WHAT THIS TASK INVOLVES: Quote the whole listing verbatim.

DATA EXTRACT:
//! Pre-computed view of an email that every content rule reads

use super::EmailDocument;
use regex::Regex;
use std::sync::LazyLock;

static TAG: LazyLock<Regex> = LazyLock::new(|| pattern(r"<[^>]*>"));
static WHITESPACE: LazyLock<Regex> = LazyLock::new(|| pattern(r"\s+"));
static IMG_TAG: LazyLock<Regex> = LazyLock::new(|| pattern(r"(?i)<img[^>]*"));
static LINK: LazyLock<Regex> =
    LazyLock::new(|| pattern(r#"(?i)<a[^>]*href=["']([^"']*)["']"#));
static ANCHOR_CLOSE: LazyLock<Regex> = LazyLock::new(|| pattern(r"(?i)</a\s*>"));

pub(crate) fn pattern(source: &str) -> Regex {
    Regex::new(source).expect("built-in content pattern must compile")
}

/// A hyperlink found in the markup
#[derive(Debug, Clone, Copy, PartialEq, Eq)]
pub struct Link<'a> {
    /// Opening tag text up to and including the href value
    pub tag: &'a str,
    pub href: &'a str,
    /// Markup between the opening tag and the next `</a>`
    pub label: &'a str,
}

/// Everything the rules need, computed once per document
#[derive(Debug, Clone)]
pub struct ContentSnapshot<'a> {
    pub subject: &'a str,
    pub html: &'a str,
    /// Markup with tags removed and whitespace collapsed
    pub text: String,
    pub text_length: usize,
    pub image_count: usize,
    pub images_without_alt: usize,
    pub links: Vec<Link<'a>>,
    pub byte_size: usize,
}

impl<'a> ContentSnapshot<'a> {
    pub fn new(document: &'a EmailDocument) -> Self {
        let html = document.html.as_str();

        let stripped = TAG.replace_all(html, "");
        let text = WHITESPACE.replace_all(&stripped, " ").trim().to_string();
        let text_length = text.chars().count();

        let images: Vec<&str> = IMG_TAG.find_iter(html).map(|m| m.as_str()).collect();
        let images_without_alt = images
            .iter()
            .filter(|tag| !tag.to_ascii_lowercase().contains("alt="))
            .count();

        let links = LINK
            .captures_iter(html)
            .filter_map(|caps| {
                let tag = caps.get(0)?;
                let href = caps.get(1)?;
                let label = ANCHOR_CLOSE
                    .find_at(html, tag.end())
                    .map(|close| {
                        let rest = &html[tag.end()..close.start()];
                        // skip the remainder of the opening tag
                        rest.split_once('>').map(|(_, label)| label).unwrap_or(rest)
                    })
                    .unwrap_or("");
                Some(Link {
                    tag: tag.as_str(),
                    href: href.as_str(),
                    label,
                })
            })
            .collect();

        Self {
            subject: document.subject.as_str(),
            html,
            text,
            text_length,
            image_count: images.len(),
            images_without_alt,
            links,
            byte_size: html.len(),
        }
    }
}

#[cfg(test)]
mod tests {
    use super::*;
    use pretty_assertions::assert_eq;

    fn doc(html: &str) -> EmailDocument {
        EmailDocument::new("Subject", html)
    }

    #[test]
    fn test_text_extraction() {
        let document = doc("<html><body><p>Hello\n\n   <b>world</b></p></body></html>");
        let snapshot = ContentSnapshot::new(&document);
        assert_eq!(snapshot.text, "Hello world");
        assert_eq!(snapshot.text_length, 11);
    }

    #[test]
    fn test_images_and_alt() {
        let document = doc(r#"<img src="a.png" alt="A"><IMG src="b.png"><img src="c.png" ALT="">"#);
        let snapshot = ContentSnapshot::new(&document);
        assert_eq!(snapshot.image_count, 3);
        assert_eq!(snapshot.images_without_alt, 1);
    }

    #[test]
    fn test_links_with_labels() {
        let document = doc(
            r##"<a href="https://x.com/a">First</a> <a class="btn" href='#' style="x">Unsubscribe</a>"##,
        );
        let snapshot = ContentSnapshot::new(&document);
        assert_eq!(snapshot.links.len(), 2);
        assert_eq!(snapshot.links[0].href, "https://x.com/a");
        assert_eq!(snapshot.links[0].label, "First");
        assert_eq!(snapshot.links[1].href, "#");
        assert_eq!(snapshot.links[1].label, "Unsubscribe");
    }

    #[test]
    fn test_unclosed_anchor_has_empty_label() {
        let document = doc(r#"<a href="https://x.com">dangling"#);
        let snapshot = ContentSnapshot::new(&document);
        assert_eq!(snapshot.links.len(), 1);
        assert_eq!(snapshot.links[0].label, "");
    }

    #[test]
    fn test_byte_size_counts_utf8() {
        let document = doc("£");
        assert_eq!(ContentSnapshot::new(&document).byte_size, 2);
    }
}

OUTPUT:
//! Pre-computed view of an email that every content rule reads

use super::EmailDocument;
use regex::Regex;
use std::sync::LazyLock;

static TAG: LazyLock<Regex> = LazyLock::new(|| pattern(r"<[^>]*>"));
static WHITESPACE: LazyLock<Regex> = LazyLock::new(|| pattern(r"\s+"));
static IMG_TAG: LazyLock<Regex> = LazyLock::new(|| pattern(r"(?i)<img[^>]*"));
static LINK: LazyLock<Regex> =
    LazyLock::new(|| pattern(r#"(?i)<a[^>]*href=["']([^"']*)["']"#));
static ANCHOR_CLOSE: LazyLock<Regex> = LazyLock::new(|| pattern(r"(?i)</a\s*>"));

pub(crate) fn pattern(source: &str) -> Regex {
    Regex::new(source).expect("built-in content pattern must compile")
}

/// A hyperlink found in the markup
#[derive(Debug, Clone, Copy, PartialEq, Eq)]
pub struct Link<'a> {
    /// Opening tag text up to and including the href value
    pub tag: &'a str,
    pub href: &'a str,
    /// Markup between the opening tag and the next `</a>`
    pub label: &'a str,
}

/// Everything the rules need, computed once per document
#[derive(Debug, Clone)]
pub struct ContentSnapshot<'a> {
    pub subject: &'a str,
    pub html: &'a str,
    /// Markup with tags removed and whitespace collapsed
    pub text: String,
    pub text_length: usize,
    pub image_count: usize,
    pub images_without_alt: usize,
    pub links: Vec<Link<'a>>,
    pub byte_size: usize,
}

impl<'a> ContentSnapshot<'a> {
    pub fn new(document: &'a EmailDocument) -> Self {
        let html = document.html.as_str();

        let stripped = TAG.replace_all(html, "");
        let text = WHITESPACE.replace_all(&stripped, " ").trim().to_string();
        let text_length = text.chars().count();

        let images: Vec<&str> = IMG_TAG.find_iter(html).map(|m| m.as_str()).collect();
        let images_without_alt = images
            .iter()
            .filter(|tag| !tag.to_ascii_lowercase().contains("alt="))
            .count();

        let links = LINK
            .captures_iter(html)
            .filter_map(|caps| {
                let tag = caps.get(0)?;
                let href = caps.get(1)?;
                let label = ANCHOR_CLOSE
                    .find_at(html, tag.end())
                    .map(|close| {
                        let rest = &html[tag.end()..close.start()];
                        // skip the remainder of the opening tag
                        rest.split_once('>').map(|(_, label)| label).unwrap_or(rest)
                    })
                    .unwrap_or("");
                Some(Link {
                    tag: tag.as_str(),
                    href: href.as_str(),
                    label,
                })
            })
            .collect();

        Self {
            subject: document.subject.as_str(),
            html,
            text,
            text_length,
            image_count: images.len(),
            images_without_alt,
            links,
            byte_size: html.len(),
        }
    }
}

#[cfg(test)]
mod tests {
    use super::*;
    use pretty_assertions::assert_eq;

    fn doc(html: &str) -> EmailDocument {
        EmailDocument::new("Subject", html)
    }

    #[test]
    fn test_text_extraction() {
        let document = doc("<html><body><p>Hello\n\n   <b>world</b></p></body></html>");
        let snapshot = ContentSnapshot::new(&document);
        assert_eq!(snapshot.text, "Hello world");
        assert_eq!(snapshot.text_length, 11);
    }

    #[test]
    fn test_images_and_alt() {
        let document = doc(r#"<img src="a.png" alt="A"><IMG src="b.png"><img src="c.png" ALT="">"#);
        let snapshot = ContentSnapshot::new(&document);
        assert_eq!(snapshot.image_count, 3);
        assert_eq!(snapshot.images_without_alt, 1);
    }

    #[test]
    fn test_links_with_labels() {
        let document = doc(
            r##"<a href="https://x.com/a">First</a> <a class="btn" href='#' style="x">Unsubscribe</a>"##,
        );
        let snapshot = ContentSnapshot::new(&document);
        assert_eq!(snapshot.links.len(), 2);
        assert_eq!(snapshot.links[0].href, "https://x.com/a");
        assert_eq!(snapshot.links[0].label, "First");
        assert_eq!(snapshot.links[1].href, "#");
        assert_eq!(snapshot.links[1].label, "Unsubscribe");
    }

    #[test]
    fn test_unclosed_anchor_has_empty_label() {
        let document = doc(r#"<a href="https://x.com">dangling"#);
        let snapshot = ContentSnapshot::new(&document);
        assert_eq!(snapshot.links.len(), 1);
        assert_eq!(snapshot.links[0].label, "");
    }

    #[test]
    fn test_byte_size_counts_utf8() {
        let document = doc("£");
        assert_eq!(ContentSnapshot::new(&document).byte_size, 2);
    }
}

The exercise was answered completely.